Repeated delays to the scheme do a disservice to clients, home care workers and providers and have added instability and uncertainty to the sector. Furthermore, other reforms are dependent on the development of this scheme and the home care sector remains hamstrung until it is placed on a statutory footing.
The Sláintecare report recognises that, in the absence of an entitlement to home care services, many people pay out of pocket for private home care services, and that this should be addressed by ending the over-reliance on market mechanisms to deliver new health care services with the expansion of public nursing homes and home care. Yet the home care Bill 2024 relates entirely to the regulation of providers of home care services, which of course is required, but it does not address access to services or affordability. The Department of Health's home support reform team should be equipped with more resources so that the five different work streams of this scheme can be developed in parallel, instead of in tandem, one at a time.
Rather than restoring balance within a truly public health system that is universally accessible and free at the point of use, this Bill would actually reinforce privatisation by structuring the home care regulatory framework around the private market. The expectation within the sector was an improved version of the nursing home support scheme that delivered equitable access to home care. The reality is that seven years later we have produced a licensing scheme.
Access, staff recruitment and retention do, however, remain an ongoing problem not only in the home care sector, but across the health system as a whole. To get a sense of the scale of recruitment that Ireland needs, the European Centre for the Development of Vocational Training forecasts there will be an additional 119,000 personal care worker job openings in Ireland in 2030 compared to 2018. The goal in all of this is to streamline the process for the individual and their families and to ensure continuity of care. Yet, on any given day, approximately 100 people - plus or minus 25 - experience delayed transfer of care due to the unavailability of a home care worker to deliver a home care package. While the well-documented recruitment crisis contributes to this issue, the method of commissioning home care exacerbates it.
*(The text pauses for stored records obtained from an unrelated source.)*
//! Checkout Building Blocks
//!
//! Shipping form, totals summary and step indicator shared by both
//! checkout flows, plus the order submission itself.

use gloo_timers::future::TimeoutFuture;
use leptos::prelude::*;
use serde_json::{Map, Value};
use storefront_core::{CartItem, CheckoutSnapshot, Coupon, OrderTotals, PaymentMethod, ShippingInfo};

use crate::api;
use crate::browser::BrowserStorage;
use crate::config;
use crate::models::{format_price, CreateOrderRequest, Order, OrderItem};
use crate::tracking;

/// Simulated gateway round trip for online payments in test mode
const TEST_PAYMENT_DELAY_MS: u32 = 1500;

/// (key, label, input type, autocomplete)
const SHIPPING_FIELDS: &[(&str, &str, &str, &str)] = &[
    ("fullName", "Full name", "text", "name"),
    ("email", "Email", "email", "email"),
    ("phone", "Phone", "tel", "tel"),
    ("addressLine1", "Address", "text", "address-line1"),
    ("addressLine2", "Apartment, landmark (optional)", "text", "address-line2"),
    ("city", "City", "text", "address-level2"),
    ("state", "State", "text", "address-level1"),
    ("postalCode", "PIN code", "text", "postal-code"),
];

fn field(info: &ShippingInfo, key: &str) -> String {
    match key {
        "fullName" => info.full_name.clone(),
        "email" => info.email.clone(),
        "phone" => info.phone.clone(),
        "addressLine1" => info.address_line1.clone(),
        "addressLine2" => info.address_line2.clone(),
        "city" => info.city.clone(),
        "state" => info.state.clone(),
        "postalCode" => info.postal_code.clone(),
        _ => String::new(),
    }
}

fn set_field(info: &mut ShippingInfo, key: &str, value: String) {
    match key {
        "fullName" => info.full_name = value,
        "email" => info.email = value,
        "phone" => info.phone = value,
        "addressLine1" => info.address_line1 = value,
        "addressLine2" => info.address_line2 = value,
        "city" => info.city = value,
        "state" => info.state = value,
        "postalCode" => info.postal_code = value,
        _ => {}
    }
}

#[component]
pub fn ShippingForm(shipping: RwSignal<ShippingInfo>) -> impl IntoView {
    view! {
        <div class="shipping-form">
            {SHIPPING_FIELDS.iter().map(|&(key, label, kind, autocomplete)| view! {
                <label class="field">
                    <span>{label}</span>
                    <input
                        type=kind
                        name=key
                        autocomplete=autocomplete
                        prop:value=move || shipping.with(|s| field(s, key))
                        on:input=move |ev| {
                            let value = event_target_value(&ev);
                            shipping.update(|s| set_field(s, key, value));
                        }
                    />
                </label>
            }).collect_view()}
        </div>
    }
}

#[component]
pub fn OrderSummary(#[prop(into)] totals: Signal<OrderTotals>) -> impl IntoView {
    view! {
        <dl class="order-summary">
            <dt>"Subtotal"</dt>
            <dd>{move || format_price(totals.get().subtotal)}</dd>
            <Show when=move || { totals.get().discount > 0.0 }>
                <dt>"Discount"</dt>
                <dd class="discount">"-" {move || format_price(totals.get().discount)}</dd>
            </Show>
            <dt>"Shipping"</dt>
            <dd>
                {move || {
                    let shipping = totals.get().shipping;
                    if shipping == 0.0 { "Free".to_string() } else { format_price(shipping) }
                }}
            </dd>
            <dt class="total">"Total"</dt>
            <dd class="total">{move || format_price(totals.get().total)}</dd>
        </dl>
    }
}

#[component]
pub fn StepIndicator(labels: Vec<&'static str>, #[prop(into)] current: Signal<usize>) -> impl IntoView {
    view! {
        <ol class="steps">
            {labels.into_iter().enumerate().map(|(i, label)| view! {
                <li
                    class:done=move || i < current.get()
                    class:active=move || i == current.get()
                >
                    <span class="step-number">{i + 1}</span>
                    {label}
                </li>
            }).collect_view()}
        </ol>
    }
}

/// Everything needed to submit an order
pub struct OrderDraft {
    pub items: Vec<CartItem>,
    pub shipping: ShippingInfo,
    pub payment_method: PaymentMethod,
    pub coupon: Option<Coupon>,
    pub shipping_rate: f64,
}

impl OrderDraft {
    /// Order request for this draft, or the message to show when it cannot be submitted
    pub fn request(&self, free_shipping_threshold: f64, attribution: Map<String, Value>) -> Result<CreateOrderRequest, String> {
        self.shipping.validate()?;
        if self.items.is_empty() {
            return Err("Your cart is empty.".to_string());
        }
        let totals = OrderTotals::compute(&self.items, self.coupon.as_ref(), self.shipping_rate, free_shipping_threshold);
        Ok(CreateOrderRequest {
            items: self.items.iter().map(OrderItem::from).collect(),
            shipping: self.shipping.clone(),
            payment_method: self.payment_method,
            coupon_code: self.coupon.as_ref().map(|c| c.code.clone()),
            totals,
            attribution,
        })
    }
}

/// Validate, submit, record the purchase and empty the cart.
///
/// Validation failures return before any request is made.
pub async fn place_order(draft: OrderDraft) -> Result<Order, String> {
    let config = config::get();
    let request = draft.request(config.free_shipping_threshold, tracking::attribution_params())?;

    if config.test_mode && draft.payment_method == PaymentMethod::Online {
        log::info!("checkout: simulating online payment");
        TimeoutFuture::new(TEST_PAYMENT_DELAY_MS).await;
    }

    let order = api::create_order(&request).await?;
    log::info!("checkout: order {} placed ({})", order.order_number, format_price(order.total));

    if let Some(customer_id) = &order.customer_id {
        tracking::identify(customer_id);
    }
    tracking::purchase(&order.id, order.total, &draft.items, &draft.shipping.to_user_data());
    tracking::cart().clear();
    CheckoutSnapshot::clear(&BrowserStorage::Session);
    Ok(order)
}

#[cfg(test)]
mod tests {
    use super::*;

    fn draft() -> OrderDraft {
        OrderDraft {
            items: vec![CartItem::new("p1", "Akatsuki Tee", 799.0, 2)],
            shipping: ShippingInfo {
                full_name: "Asha Rao".into(),
                email: "asha@example.com".into(),
                phone: "9876543210".into(),
                address_line1: "12 MG Road".into(),
                city: "Pune".into(),
                state: "MH".into(),
                postal_code: "411001".into(),
                ..ShippingInfo::default()
            },
            payment_method: PaymentMethod::CashOnDelivery,
            coupon: None,
            shipping_rate: 60.0,
        }
    }

    #[test]
    fn test_blank_shipping_fields_block_the_request() {
        let mut incomplete = draft();
        incomplete.shipping.city.clear();
        incomplete.shipping.postal_code = "  ".into();
        let err = incomplete.request(999.0, Map::new()).unwrap_err();
        assert!(err.contains("City"));
        assert!(err.contains("PIN code"), "{}", err);
    }

    #[test]
    fn test_empty_cart_blocks_the_request() {
        let mut empty = draft();
        empty.items.clear();
        assert_eq!(empty.request(999.0, Map::new()).unwrap_err(), "Your cart is empty.");
    }

    #[test]
    fn test_request_carries_totals_and_attribution() {
        let mut attribution = Map::new();
        attribution.insert("utm_source".into(), Value::from("instagram"));
        let request = draft().request(999.0, attribution).unwrap();
        assert_eq!(request.items.len(), 1);
        assert_eq!(request.totals.subtotal, 1598.0);
        assert_eq!(request.totals.shipping, 0.0);
        assert_eq!(request.coupon_code, None);
        assert_eq!(request.attribution.get("utm_source"), Some(&Value::from("instagram")));
    }
}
When a patient is deemed fit for discharge, the hospital discharge team must wait and hope that one of the home care providers has a worker available to support the patient’s transition from the hospital. This approach highlights a strategic failure in hospital discharge planning. Considering the cost of keeping a patient in the hospital, which is €7,203 per week, the risk of hospital-acquired illnesses, and the impact on accident and emergency department overcrowding, it is crucial to view home care providers as partners in the discharge process and to provide them with the frameworks necessary for strategic discharge planning.
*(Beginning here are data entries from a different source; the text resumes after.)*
//! Admin Products Page Component
//!
//! Product table plus a create/edit form.

use leptos::ev::SubmitEvent;
use leptos::prelude::*;
use leptos::task::spawn_local;

use crate::api;
use crate::browser;
use crate::components::{AdminTokenBar, DeleteConfirmButton};
use crate::models::{format_price, Product, ProductInput};
use crate::store::{store_remove_product, store_upsert_product, use_app_store, AppStateStoreFields};

/// Comma-separated form field to list
fn split_list(value: &str) -> Vec<String> {
    value
        .split(',')
        .map(str::trim)
        .filter(|s| !s.is_empty())
        .map(str::to_string)
        .collect()
}

/// Raw form fields; numbers stay text until submit
#[derive(Clone, Debug, Default, PartialEq)]
struct ProductForm {
    name: String,
    description: String,
    price: String,
    compare_at_price: String,
    images: String,
    category: String,
    sizes: String,
    colors: String,
    stock: String,
    customizable: bool,
    featured: bool,
}

impl From<&Product> for ProductForm {
    fn from(p: &Product) -> Self {
        Self {
            name: p.name.clone(),
            description: p.description.clone(),
            price: p.price.to_string(),
            compare_at_price: p.compare_at_price.map(|v| v.to_string()).unwrap_or_default(),
            images: p.images.join(", "),
            category: p.category.clone().unwrap_or_default(),
            sizes: p.sizes.join(", "),
            colors: p.colors.join(", "),
            stock: p.stock.map(|v| v.to_string()).unwrap_or_default(),
            customizable: p.customizable,
            featured: p.featured,
        }
    }
}

impl ProductForm {
    fn to_input(&self) -> Result<ProductInput, String> {
        let name = self.name.trim();
        if name.is_empty() {
            return Err("Product name is required.".to_string());
        }
        let price: f64 = self
            .price
            .trim()
            .parse()
            .map_err(|_| "Price must be a number.".to_string())?;
        if price <= 0.0 {
            return Err("Price must be greater than zero.".to_string());
        }
        let optional_number = |raw: &str, label: &str| -> Result<Option<f64>, String> {
            let raw = raw.trim();
            if raw.is_empty() {
                return Ok(None);
            }
            raw.parse().map(Some).map_err(|_| format!("{} must be a number.", label))
        };
        let compare_at_price = optional_number(&self.compare_at_price, "Compare-at price")?;
        let stock = optional_number(&self.stock, "Stock")?.map(|v| v.max(0.0) as u32);

        Ok(ProductInput {
            name: name.to_string(),
            description: self.description.trim().to_string(),
            price,
            compare_at_price,
            images: split_list(&self.images),
            category: Some(self.category.clone()).filter(|c| !c.is_empty()),
            sizes: split_list(&self.sizes),
            colors: split_list(&self.colors),
            stock,
            customizable: self.customizable,
            featured: self.featured,
        })
    }
}

#[component]
pub fn AdminProductsPage() -> impl IntoView {
    let store = use_app_store();
    let form = RwSignal::new(ProductForm::default());
    let editing = RwSignal::new(None::<String>);
    let (saving, set_saving) = signal(false);

    spawn_local(async move {
        match api::list_products(None).await {
            Ok(products) => *store.products().write() = products,
            Err(e) => browser::alert(&e),
        }
        match api::list_categories().await {
            Ok(categories) => *store.categories().write() = categories,
            Err(e) => log::warn!("admin: categories failed: {}", e),
        }
    });

    let reset = move || {
        form.set(ProductForm::default());
        editing.set(None);
    };

    let submit = move |ev: SubmitEvent| {
        ev.prevent_default();
        let input = match form.with(ProductForm::to_input) {
            Ok(input) => input,
            Err(message) => {
                browser::alert(&message);
                return;
            }
        };
        let target = editing.get();
        set_saving.set(true);
        spawn_local(async move {
            let result = match &target {
                Some(id) => api::update_product(id, &input).await,
                None => api::create_product(&input).await,
            };
            match result {
                Ok(saved) => {
                    log::info!("admin: product {} saved", saved.id);
                    store_upsert_product(&store, saved);
                    reset();
                }
                Err(e) => browser::alert(&e),
            }
            set_saving.set(false);
        });
    };

    let text_field = move |label: &'static str,
                           get: fn(&ProductForm) -> String,
                           set: fn(&mut ProductForm, String)| {
        view! {
            <label class="field">
                <span>{label}</span>
                <input
                    type="text"
                    prop:value=move || form.with(get)
                    on:input=move |ev| {
                        let value = event_target_value(&ev);
                        form.update(|f| set(f, value));
                    }
                />
            </label>
        }
    };

    view! {
        <section class="admin">
            <h1>"Products"</h1>
            <AdminTokenBar />
            <form class="admin-form" on:submit=submit>
                <h2>{move || if editing.with(Option::is_some) { "Edit product" } else { "New product" }}</h2>
                {text_field("Name", |f| f.name.clone(), |f, v| f.name = v)}
                <label class="field">
                    <span>"Description"</span>
                    <textarea
                        prop:value=move || form.with(|f| f.description.clone())
                        on:input=move |ev| {
                            let value = event_target_value(&ev);
                            form.update(|f| f.description = value);
                        }
                    ></textarea>
                </label>
                {text_field("Price", |f| f.price.clone(), |f, v| f.price = v)}
                {text_field("Compare-at price", |f| f.compare_at_price.clone(), |f, v| f.compare_at_price = v)}
                {text_field("Image URLs (comma separated)", |f| f.images.clone(), |f, v| f.images = v)}
                {text_field("Sizes (comma separated)", |f| f.sizes.clone(), |f, v| f.sizes = v)}
                {text_field("Colours (comma separated)", |f| f.colors.clone(), |f, v| f.colors = v)}
                {text_field("Stock", |f| f.stock.clone(), |f, v| f.stock = v)}
                <label class="field">
                    <span>"Category"</span>
                    <select on:change=move |ev| {
                        let value = event_target_value(&ev);
                        form.update(|f| f.category = value);
                    }>
                        <option value="" selected=move || form.with(|f| f.category.is_empty())>"None"</option>
                        <For
                            each=move || store.categories().get()
                            key=|c| c.id.clone()
                            children=move |c| {
                                let id = c.id.clone();
                                view! {
                                    <option value=c.id.clone() selected=move || form.with(|f| f.category == id)>
                                        {c.name}
                                    </option>
                                }
                            }
                        />
                    </select>
                </label>
                <label class="checkbox">
                    <input
                        type="checkbox"
                        prop:checked=move || form.with(|f| f.customizable)
                        on:change=move |ev| {
                            let checked = event_target_checked(&ev);
                            form.update(|f| f.customizable = checked);
                        }
                    />
                    "Customizable"
                </label>
                <label class="checkbox">
                    <input
                        type="checkbox"
                        prop:checked=move || form.with(|f| f.featured)
                        on:change=move |ev| {
                            let checked = event_target_checked(&ev);
                            form.update(|f| f.featured = checked);
                        }
                    />
                    "Featured"
                </label>
                <div class="step-actions">
                    <Show when=move || editing.with(Option::is_some)>
                        <button type="button" class="btn" on:click=move |_| reset()>"Cancel"</button>
                    </Show>
                    <button type="submit" class="btn btn-primary" disabled=move || saving.get()>
                        {move || if saving.get() { "Saving..." } else { "Save product" }}
                    </button>
                </div>
            </form>

            <table class="admin-table">
                <thead>
                    <tr><th></th><th>"Name"</th><th>"Price"</th><th>"Stock"</th><th></th></tr>
                </thead>
                <tbody>
                    <For
                        each=move || store.products().get()
                        key=|p| (p.id.clone(), p.name.clone(), p.price.to_bits(), p.stock)
                        children=move |p| {
                            let edit_source = p.clone();
                            let delete_id = p.id.clone();
                            let delete = Callback::new(move |_: ()| {
                                let id = delete_id.clone();
                                spawn_local(async move {
                                    match api::delete_product(&id).await {
                                        Ok(()) => store_remove_product(&store, &id),
                                        Err(e) => browser::alert(&e),
                                    }
                                });
                            });
                            view! {
                                <tr>
                                    <td>{p.image().map(|src| view! { <img class="thumb" src=src alt="" /> })}</td>
                                    <td>{p.name.clone()}</td>
                                    <td>{format_price(p.price)}</td>
                                    <td>{p.stock.map(|s| s.to_string()).unwrap_or_else(|| "∞".to_string())}</td>
                                    <td class="row-actions">
                                        <button
                                            class="btn btn-small"
                                            on:click=move |_| {
                                                form.set(ProductForm::from(&edit_source));
                                                editing.set(Some(edit_source.id.clone()));
                                            }
                                        >
                                            "Edit"
                                        </button>
                                        <DeleteConfirmButton on_confirm=delete />
                                    </td>
                                </tr>
                            }
                        }
                    />
                </tbody>
            </table>
        </section>
    }
}

#[cfg(test)]
mod tests {
    use super::*;

    #[test]
    fn test_split_list() {
        assert_eq!(split_list("S, M ,L,,"), vec!["S", "M", "L"]);
        assert!(split_list("  ").is_empty());
    }

    #[test]
    fn test_form_to_input() {
        let form = ProductForm {
            name: " Akatsuki Cloud Tee ".into(),
            price: "599".into(),
            sizes: "M, L".into(),
            stock: "12".into(),
            ..ProductForm::default()
        };
        let input = form.to_input().unwrap();
        assert_eq!(input.name, "Akatsuki Cloud Tee");
        assert_eq!(input.price, 599.0);
        assert_eq!(input.sizes, vec!["M", "L"]);
        assert_eq!(input.stock, Some(12));
        assert_eq!(input.category, None);
    }

    #[test]
    fn test_form_rejects_bad_price() {
        let form = ProductForm {
            name: "Tee".into(),
            price: "free".into(),
            ..ProductForm::default()
        };
        assert_eq!(form.to_input().unwrap_err(), "Price must be a number.");
        let zero = ProductForm {
            price: "0".into(),
            ..form
        };
        assert!(zero.to_input().is_err());
    }
}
While the Government deserves credit for substantially increasing home support funding and establishing the Commission on Care for Older People, reform is essential if Ireland is to develop an aged care sector suitable to meet our changing demographics. Home care in Ireland has evolved without being supported by a comprehensive strategy for home care for older persons. Similarly, the Government’s commitment to a home first model of care lacks strategic backing. The commission requires sufficient resources to complete its work on schedule. In order to implement these reforms and to create effective home care policies, we need a data-driven strategic approach to develop solutions that could modernise the sector. Wholesale reforms are also needed in home care workers’ pay, benefits, training and career progression among other things. As demand for home care is set to grow substantially over the next number of years, it is essential that we put in place the appropriate systems for home care. The present system is letting down both the patient and the carer. We should strive towards a sector that has equal access to care and where waiting lists are kept to a minimum.